My husband, because he's a podiatrist, always used to talk about toe jam.

Speaker 1:

Oh toe jam.

Speaker 2:

I've heard that expression and that used to make me want to vomit because of what it is. It's really gross. I know it really is, but it does not have a great connotation, certainly. But I do love words and I do love to use words Sometimes.

Speaker 1:

I guess you can sound a little pretentious using all those words, my former mother-in-law was like that you had to use proper English and she thought that she was so erudite.

Speaker 2:

Oh, I love that word too when she was nothing but a barracuda. Oh, there you go, and I love that you're embellishing. Embellishment is such a wonderful thing.
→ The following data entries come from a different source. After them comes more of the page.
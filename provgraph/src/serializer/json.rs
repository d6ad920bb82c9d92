//! PROV-JSON encoder.
//!
//! Produces one JSON object per graph. Records are grouped under their
//! keyword (`entity`, `wasGeneratedBy`, ...) and keyed by their display id.
//! Agents appear under `entity` and are listed again by id under `agent`.
//! Nested accounts go under `account`, keyed by their resolved id, and carry
//! their `asserter`. The root object also carries the `prefix` table.

use indexmap::IndexMap;
use log::{debug, info};
use serde_json::{json, Map, Value};

use crate::bundle::Bundle;
use crate::document::Document;
use crate::error::{ProvError, Result};
use crate::identifier::QualifiedName;
use crate::namespaces;
use crate::record::{FieldValue, Record, RecordKind};
use crate::resolver::{build_prefix_table, PrefixTable};
use crate::serializer::ids::IdMap;
use crate::value::{AttributeKey, AttributeValue, Attributes, LiteralValue};

/// Encodes `document` as a PROV-JSON tree.
///
/// The document is not modified; ids and prefixes are computed afresh on
/// every call and are identical across calls on an unchanged document.
///
/// # Errors
///
/// Returns [`ProvError::DanglingReference`] if a relation references a record
/// that is not part of `document`, and [`ProvError::DuplicateIdentifier`] if
/// two records of one graph, or two sibling accounts, render to the same id.
pub fn to_prov_json(document: &Document) -> Result<Value> {
    let table = build_prefix_table(document);
    let ids = IdMap::assign(document.root(), &table)?;
    let encoder = Encoder::new(&table, &ids);

    let mut out = encoder.encode_bundle(document.root())?;
    out.insert("prefix".to_owned(), table.to_json());
    info!(records = ids.len(), prefixes = table.len(); "Encoded PROV-JSON document");
    Ok(Value::Object(out))
}

/// Shared state of one encode call.
struct Encoder<'a> {
    table: &'a PrefixTable,
    ids: &'a IdMap,
    // Datatype tags, resolved once.
    xsd_integer: String,
    xsd_float: String,
    xsd_date_time: String,
    prov_array: String,
}

impl<'a> Encoder<'a> {
    fn new(table: &'a PrefixTable, ids: &'a IdMap) -> Self {
        Self {
            table,
            ids,
            xsd_integer: table.resolve(&namespaces::xsd_integer()),
            xsd_float: table.resolve(&namespaces::xsd_float()),
            xsd_date_time: table.resolve(&namespaces::xsd_date_time()),
            prov_array: table.resolve(&namespaces::prov_array()),
        }
    }

    fn encode_bundle(&self, bundle: &Bundle) -> Result<Map<String, Value>> {
        let mut sections: IndexMap<&'static str, Map<String, Value>> = IndexMap::new();
        let mut agents = Vec::new();

        for record in bundle.elements().chain(bundle.relations()) {
            let id = self.id_of(record)?;
            if record.kind() == RecordKind::Agent {
                agents.push(Value::String(id.clone()));
            }
            let body = self.encode_record(record, &id)?;
            sections
                .entry(record.kind().keyword())
                .or_default()
                .insert(id, Value::Object(body));
        }

        let mut out = Map::new();
        for (keyword, records) in sections {
            out.insert(keyword.to_owned(), Value::Object(records));
        }
        if !agents.is_empty() {
            out.insert("agent".to_owned(), Value::Array(agents));
        }

        if !bundle.sub_graphs().is_empty() {
            let mut accounts = Map::new();
            for account in bundle.sub_graphs() {
                let mut fragment = self.encode_bundle(account)?;
                if let Some(asserter) = account.asserter() {
                    fragment.insert("asserter".to_owned(), json!(self.table.resolve(asserter)));
                }
                self.encode_attributes(account.attributes(), &mut fragment);
                accounts.insert(self.table.resolve(account.id()), Value::Object(fragment));
            }
            out.insert("account".to_owned(), Value::Object(accounts));
        }

        debug!(bundle:% = bundle.id(), keys = out.len(); "Encoded graph");
        Ok(out)
    }

    fn id_of(&self, record: &Record) -> Result<String> {
        self.ids
            .get(record.key())
            .map(str::to_owned)
            .ok_or_else(|| ProvError::DanglingReference {
                record: record.kind().to_string(),
                field: "id",
                target: record.key(),
            })
    }

    fn encode_record(&self, record: &Record, id: &str) -> Result<Map<String, Value>> {
        let mut body = Map::new();
        for field in record.fields() {
            let value = match field.value {
                FieldValue::Ref(target) => {
                    let target_id =
                        self.ids
                            .get(target)
                            .ok_or_else(|| ProvError::DanglingReference {
                                record: id.to_owned(),
                                field: field.key,
                                target,
                            })?;
                    json!(target_id)
                }
                FieldValue::Time(time) => json!([time.to_iso8601(), self.xsd_date_time]),
            };
            body.insert(field.key.to_owned(), value);
        }
        self.encode_attributes(record.attributes(), &mut body);
        Ok(body)
    }

    /// Appends `attributes` to `out`. Keys already present are kept.
    fn encode_attributes(&self, attributes: &Attributes, out: &mut Map<String, Value>) {
        for (key, value) in attributes {
            let key = match key {
                AttributeKey::Name(name) => self.table.resolve(name),
                AttributeKey::Plain(key) => key.clone(),
            };
            if out.contains_key(&key) {
                continue;
            }
            out.insert(key, self.encode_value(value));
        }
    }

    fn encode_value(&self, value: &AttributeValue) -> Value {
        match value {
            AttributeValue::String(s) => json!(s),
            AttributeValue::Boolean(b) => json!(b),
            AttributeValue::Integer(i) => json!([i.to_string(), self.xsd_integer]),
            AttributeValue::Float(f) => json!([format!("{f:?}"), self.xsd_float]),
            AttributeValue::Timestamp(t) => json!([t.to_iso8601(), self.xsd_date_time]),
            AttributeValue::Name(name) => self.encode_name(name),
            AttributeValue::Literal(literal) => {
                let lexical = match &literal.value {
                    LiteralValue::Lexical(s) => s.clone(),
                    LiteralValue::Name(name) => self.table.resolve(name),
                };
                json!([lexical, self.table.resolve(&literal.datatype)])
            }
            AttributeValue::Array(items) => {
                let encoded: Vec<Value> = items.iter().map(|item| self.encode_value(item)).collect();
                // An array of arrays is emitted as a plain list of its encoded items.
                if items.iter().any(|item| matches!(item, AttributeValue::Array(_))) {
                    Value::Array(encoded)
                } else {
                    json!([encoded, self.prov_array])
                }
            }
        }
    }

    fn encode_name(&self, name: &QualifiedName) -> Value {
        let display = self.table.resolve(name);
        let tag = if display == name.full_name() {
            "xsd:anyURI"
        } else {
            "xsd:QName"
        };
        json!([display, tag])
    }
}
Embellishment, yes, embellishment.

Speaker 1:

You can actually see embellishment right Well back to the dirty words.

Speaker 2:

Yeah, I love dirty words. They are a great release. Yeah, they are a great release. And I had an aunt once who was really psycho crazy and I adored her and she used to tell me that her therapist said just say fuck whenever you want, because it's a stress release. So I, of course I was 14. I started doing that no, I'm joking, I really just started using great profanity, I would say in my 60s, 70s.

Speaker 1:

Oh, that's old.

Speaker 2:

Yeah, but I love it and I'm making up for lost time. I want to tell you it's easy to do that.

Speaker 1:

Very easy to do these days, especially in these times, it's very easy. Yes, I remember my grandmother, yeda, was from the old country. Of course she had you know, the Yiddish ones the accent. The first time she said cock. All four grandchildren were there, we were adults, but she said like fuck and we were on the floor.

Speaker 2:

Oh, did she realize what she was saying?

Speaker 1:

oh yeah, she did, but she just, you know, you don't expect that to come. I don't. I don't think I I don't think I heard my mother curse no, my mother didn't either my grandmother, my father cursed all the time did.

Speaker 2:

as a matter of fact, he was so bad at that that when he was around my son, when he was a little boy, I had to stop that immediately Because I didn't want that. Even my son had said to me why is Pop-Pop so nasty?

Speaker 1:

Well, you and I are going to have to curtail on that. Yes, I want to have a new little grandchild. Yes, we are Because this little love bug is very bright. And we don't want his could you imagine his first words if they were curse words?

Speaker 2:

I know, oh my God, it would be embarrassing my daughter and son-in-law would freak out?

Speaker 1:

Yes, they probably would. They'd probably get us from seeing the baby.

Speaker 2:

Unless they wouldn't care that much. Because no see. I don't think they would care that much, but we do have to be careful. We want to be perfectly wonderful, influences and encourage all the right things instead of shitbag, motherfucker and, you know, douchebag.

Speaker 1:

And dirtbag, douchebag that's another very descriptive. Douchebag is a great one, isn't it? Because you know? You picture that? Oh, without a doubt. And in the bag Right Hanging up and the warm water trickling down. Yes, oh, yes, oh yes.

Speaker 2:

And you want to shove that up somebody's ass? I know I think so. Absolutely. There's nothing like Absolutely not. So fuck off. No, just love you all and don't think there's anything wrong with saying bitch face. There's nothing wrong with that. Agreed, and we'll leave you with this. Remember age is mind over matter.

Speaker 1:

If you don't mind, it doesn't matter.